Lamb 'Bitoks', with a Paprika Sauce; Leeks sautéed in Butter.

Andalusian Tarts

Sunday 10 February 2008

Recipe: Apple & Blackberry Pies

A contemporary take on a true classic. In practice, I suppose it's a hybrid between the base of a tarte aux pommes and an english apple pie - but the use of phyllo pastry and of Splenda (as an option) rather than sugar combine to make it a very low-carb version of the old recipe, as well as introducing a few more flavours into the mix.

For two.

Ingredients: 3 sheets of phyllo pastry, each 6" x 12"; 3 oz Butter; 1/4 cup Slivered Almonds; 3 Apples (Pink Lady is best, or Braeburn or Gala - something that will keep its shape and not entirely collapse when cooked); 10 good-sized Blackberries; 1 tablespoon Cognac or Rum; 1/3 cup of Sugar (or Splenda); juice and grated rind of 1 Lemon; 1 teaspoon Ground Cinnamon.


1. Melt 1 oz of the Butter and use it to brush two of the sheets of Phyllo. Make two Phyllo tart shells in the usual way, but in this instance, sprinkle a layer of slivered Almonds between the two layers of Phyllo that you use to make the shell - they will toast as the pastry cooks, and give the finished pie a good crisp base. Leave the oven on when you take out the blind-baked shells, as you'll need it later to cook the completed pies.

2. Peel, core and dice the Apples - the dice should be about 1 cm each. Cook in a covered pan over a low heat until they have cooked through and have started to lose their shape - ten to fifteen minutes in total; check and stir occasionally during this stage, as they have a tendency to catch if not watched!

3. To the cooked Apple, add the remaining Butter, Cognac (or Rum), Lemon juice & rind, Cinnamon, and Sugar (or Splenda). Mix these together thoroughly, and raise the heat under the pan as you continue to cook the mixture, stirring constantly, until it has reduced to a thick consistency, which might take another ten minutes at most.

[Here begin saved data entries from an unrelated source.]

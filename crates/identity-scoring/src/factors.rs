use identity_core::{Epoch, RuleSet};
use identity_decay::DecayFn;
use identity_provider::{AttestationRecord, KycRecord, ReportRecord};

pub fn decay_fn(rules: &RuleSet) -> DecayFn {
    match rules.decay {
        identity_core::DecayKind::Exponential => DecayFn::Exponential,
        identity_core::DecayKind::Linear => DecayFn::Linear,
        identity_core::DecayKind::Power { p } => DecayFn::Power { p },
    }
}

/// `K`: sum over non-expired KYC records of `weight * decay(age)`. Expiry
/// filtering already happened in the data provider; this just ages what it
/// was handed.
pub fn k_factor(mut records: Vec<KycRecord>, epoch: Epoch, decay: DecayFn, half_life: f64) -> f64 {
    records.sort_by(|a, b| a.issuer.cmp(&b.issuer).then(a.epoch.cmp(&b.epoch)));
    records
        .into_iter()
        .map(|r| {
            let age = (epoch - r.epoch) as f64;
            decay.apply_decay(r.weight, age, half_life)
        })
        .sum()
}

/// `A`: sum over attestations of `weight * issuer_reputation * decay(age)`.
pub fn a_factor(mut records: Vec<AttestationRecord>, epoch: Epoch, decay: DecayFn, half_life: f64) -> f64 {
    records.sort_by(|a, b| a.issuer.cmp(&b.issuer).then(a.epoch.cmp(&b.epoch)));
    records
        .into_iter()
        .map(|r| {
            let age = (epoch - r.epoch) as f64;
            decay.apply_decay(r.weight * r.issuer_reputation, age, half_life)
        })
        .sum()
}

/// `R`: sum over adjudicated-and-upheld reports of `severity * decay(age)`.
pub fn r_factor(mut records: Vec<ReportRecord>, epoch: Epoch, decay: DecayFn, half_life: f64) -> f64 {
    records.retain(|r| r.adjudicated && r.upheld);
    records.sort_by(|a, b| a.issuer.cmp(&b.issuer).then(a.epoch.cmp(&b.epoch)));
    records
        .into_iter()
        .map(|r| {
            let age = (epoch - r.epoch) as f64;
            decay.apply_decay(r.severity, age, half_life)
        })
        .sum()
}

/// `T`: bounded tenure growth, then faded by inactivity since last activity.
pub fn t_factor(
    span: Option<(Epoch, Epoch)>,
    epoch: Epoch,
    decay: DecayFn,
    max_growth: f64,
    inactivity_rate: f64,
) -> f64 {
    let Some((first, last)) = span else {
        return 0.0;
    };
    let bonus = decay.time_bonus(first as f64, last as f64, epoch as f64, max_growth);
    let inactive = (epoch - last) as f64;
    decay.apply_inactivity_decay(bonus, inactive, inactivity_rate)
}

/// `V`: concave aggregation of `min(voucher_score, vouch_cap) * decay(strength)`
/// weighted contributions, reduced for low voucher diversity.
pub fn v_factor(weighted_contributions: &[f64], diversity_penalty: f64, diversity_score: f64) -> f64 {
    let w: f64 = weighted_contributions.iter().sum();
    w.sqrt() * (1.0 - diversity_penalty * (1.0 - diversity_score))
}

#[cfg(test)]
mod tests {
    use super::*;

    #[test]
    fn v_factor_with_full_diversity_is_unreduced() {
        let v = v_factor(&[100.0], 0.2, 1.0);
        assert!((v - 10.0).abs() < 1e-9);
    }

    #[test]
    fn v_factor_penalizes_zero_diversity() {
        let full = v_factor(&[100.0], 0.2, 1.0);
        let zero = v_factor(&[100.0], 0.2, 0.0);
        assert!(zero < full);
    }
}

4. Divide the Apple mixture between the two tart shells, and press five Blackberries into the mixture in each shell, arranged roughly evenly within the tart shell.

5. Brush the remaining sheet of Phyllo with the last of the melted Butter, cut in two, and use each half to make a lid for each of the pies. In the centre of each lid, cut a small cross, and fold back the corners to leave a small square opening in the top of each pie.

6. Bake the pies in the oven (which should still be at 200 degrees C) until nicely browned on the surface, which should be about twenty minutes in total.

Serve either warm or cold. Delicious either way, and particularly with a dollop of whipped cream!